La OTAN es la cuestión

"la amenaza yihadista no es la prioridad de la agenda de la OTAN en esta cumbre, sino la crisis ucraniana"

La Cumbre de la OTAN, en Cardiff (Gales), se da en un momento de gran inestabilidad internacional por las amenazas y las guerras en curso. Se reúnen hasta 28 jefes de Estado y de Gobierno, incluido el presidente Barack Obama y la estratégica participación de Petró Poroshenko, presidente de Ucrania, un país no-miembro de la OTAN. El mandatario ucraniano será clave para entender el peso que la amenaza del este representa para la Alianza, a pesar de que el mundo tiene clavada en la retina la última decapitación del periodista estadounidense, Steven Sotloff. Aun así, la amenaza yihadista no es la prioridad de la agenda de la OTAN en esta cumbre, sino la crisis ucraniana, pues todo indica que la organización militar se moverá hacia el este de Ucrania; es decir, hacia la frontera con Rusia, de dos mil kilómetros y militarmente clave para la OTAN, en caso de una ‘acción rápida’ como se ha propuesto en la Cumbre.

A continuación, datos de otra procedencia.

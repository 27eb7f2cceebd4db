//! Shared HTTP plumbing.

use std::time::Duration;

use serde::de::DeserializeOwned;

use sitepulse_core::constants::USER_AGENT;
use sitepulse_core::error::{Result, SitepulseError};

pub(crate) fn build_client(timeout_seconds: u64) -> reqwest::Client {
    reqwest::Client::builder()
        .timeout(Duration::from_secs(timeout_seconds))
        .user_agent(USER_AGENT)
        .build()
        .expect("Failed to create HTTP client")
}

pub(crate) fn request_error(err: reqwest::Error) -> SitepulseError {
    if err.is_builder() {
        SitepulseError::RequestBuild(err.to_string())
    } else {
        SitepulseError::Network(err.to_string())
    }
}

/// Sends the request and rejects non-success statuses.
pub(crate) async fn send(request: reqwest::RequestBuilder) -> Result<reqwest::Response> {
    let response = request.send().await.map_err(request_error)?;

    if !response.status().is_success() {
        let status = response.status().as_u16();
        let body = response.text().await.unwrap_or_default();
        return Err(SitepulseError::UpstreamStatus { status, body });
    }

    Ok(response)
}

pub(crate) async fn send_json<T: DeserializeOwned>(request: reqwest::RequestBuilder) -> Result<T> {
    let bytes = send(request)
        .await?
        .bytes()
        .await
        .map_err(request_error)?;

    serde_json::from_slice(&bytes).map_err(|e| SitepulseError::ResponseParse(e.to_string()))
}
//! API route handlers.
//!
//! Every cached route follows the same shape: hand the route's fetch to its
//! [`CachedRoute`](sitepulse_cache::CachedRoute) and emit whatever bytes come
//! back as the JSON body.

use std::sync::Arc;

use axum::{
    body::Bytes,
    extract::State,
    http::header,
    response::{IntoResponse, Response},
};

use sitepulse_core::types::{ActivityResponse, BlogFeedItem, GithubFeedItem, MisskeyNoteItem};
use sitepulse_sources::{blog_items, github_items};

use crate::error::ApiError;
use crate::state::AppState;

type Result<T> = std::result::Result<T, ApiError>;

fn json_body(body: Bytes) -> Response {
    ([(header::CONTENT_TYPE, "application/json")], body).into_response()
}

/// GET /
pub async fn health_check() -> &'static str {
    "OK"
}

/// GET /feed/blog
pub async fn feed_blog(State(state): State<Arc<AppState>>) -> Result<Response> {
    let fetcher = state.clone();
    let body = state
        .caches
        .blog_feed
        .get_or_refresh(move || async move { fetcher.fetch_blog_feed().await })
        .await?;
    Ok(json_body(body))
}

/// GET /feed/github
pub async fn feed_github(State(state): State<Arc<AppState>>) -> Result<Response> {
    let fetcher = state.clone();
    let body = state
        .caches
        .github_feed
        .get_or_refresh(move || async move { fetcher.fetch_github_feed().await })
        .await?;
    Ok(json_body(body))
}

/// GET /feed/misskey
pub async fn feed_misskey(State(state): State<Arc<AppState>>) -> Result<Response> {
    let fetcher = state.clone();
    let body = state
        .caches
        .misskey_feed
        .get_or_refresh(move || async move { fetcher.fetch_misskey_feed().await })
        .await?;
    Ok(json_body(body))
}

/// GET /count/activity
pub async fn count_activity(State(state): State<Arc<AppState>>) -> Result<Response> {
    let fetcher = state.clone();
    let body = state
        .caches
        .activity
        .get_or_refresh(move || async move { fetcher.fetch_activity().await })
        .await?;
    Ok(json_body(body))
}

/// GET /like/github
pub async fn like_github(State(state): State<Arc<AppState>>) -> Result<Response> {
    let fetcher = state.clone();
    let body = state
        .caches
        .github_stars
        .get_or_refresh(move || async move { fetcher.fetch_github_stars().await })
        .await?;
    Ok(json_body(body))
}

impl AppState {
    /// Fresh blog items, bypassing the cache.
    pub async fn fetch_blog_feed(&self) -> Result<Vec<BlogFeedItem>> {
        let entries = self
            .feeds
            .fetch(&self.config.blog_feed_url)
            .await
            .map_err(|e| ApiError::upstream("Blog feed processing failed", e))?;

        Ok(blog_items(
            entries,
            self.config.feed_limit_blog,
            &self.config.blog_default_cover,
        ))
    }

    /// Fresh GitHub feed items, bypassing the cache.
    pub async fn fetch_github_feed(&self) -> Result<Vec<GithubFeedItem>> {
        let entries = self
            .feeds
            .fetch(&self.config.github_feed_url)
            .await
            .map_err(|e| ApiError::upstream("GitHub feed processing failed", e))?;

        Ok(github_items(entries, self.config.feed_limit_github))
    }

    /// Fresh Misskey notes, bypassing the cache.
    pub async fn fetch_misskey_feed(&self) -> Result<Vec<MisskeyNoteItem>> {
        self.misskey
            .recent_notes(self.config.feed_limit_misskey)
            .await
            .map_err(|e| ApiError::upstream("Misskey feed processing failed", e))
    }

    /// Fresh activity tallies, bypassing the cache.
    ///
    /// Both upstreams are queried concurrently; either failing fails the whole.
    pub async fn fetch_activity(&self) -> Result<ActivityResponse> {
        let days = self.config.count_days;

        let (github, misskey) = tokio::try_join!(
            async {
                self.github
                    .contribution_activity(days)
                    .await
                    .map_err(|e| ApiError::upstream("GitHub statistics failed", e))
            },
            async {
                self.misskey
                    .note_activity(days)
                    .await
                    .map_err(|e| ApiError::upstream("Misskey statistics failed", e))
            },
        )?;

        Ok(ActivityResponse {
            days,
            github,
            misskey,
        })
    }

    /// Fresh starred repository names, bypassing the cache.
    pub async fn fetch_github_stars(&self) -> Result<Vec<String>> {
        self.github
            .starred(self.config.like_limit_github)
            .await
            .map_err(|e| ApiError::upstream("GitHub stars request failed", e))
    }
}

La Alianza define a Rusia como el enemigo potencial, por eso la OTAN seguirá presionando por hacer valer su nueva doctrina de seguridad para Occidente, e intenta ‘acercarse más hacia el este’. Sostienen que las tradicionales fronteras europeas ya no son garantía suficiente para la seguridad de los Estados miembros de la Alianza.

La prioridad ahora es Ucrania, luego de la anexión a Rusia de Crimea, pero también por su petróleo y gas. Aunque la OTAN no lo admita oficialmente, la estrategia global de EEUU en ese país ha sido determinante cuando, en plena crisis este año, el hijo del vicepresidente norteamericano Joe Biden, Hunter Biden, fue nombrado director de la mayor empresa privada de petróleo y gas de Ucrania, Burisma Holdings.

Que Ucrania no sea miembro de la OTAN, es un escollo para EEUU que tendrá que resolverse. Mientras tanto, la OTAN ha decidido meter la mano en la jaula del oso.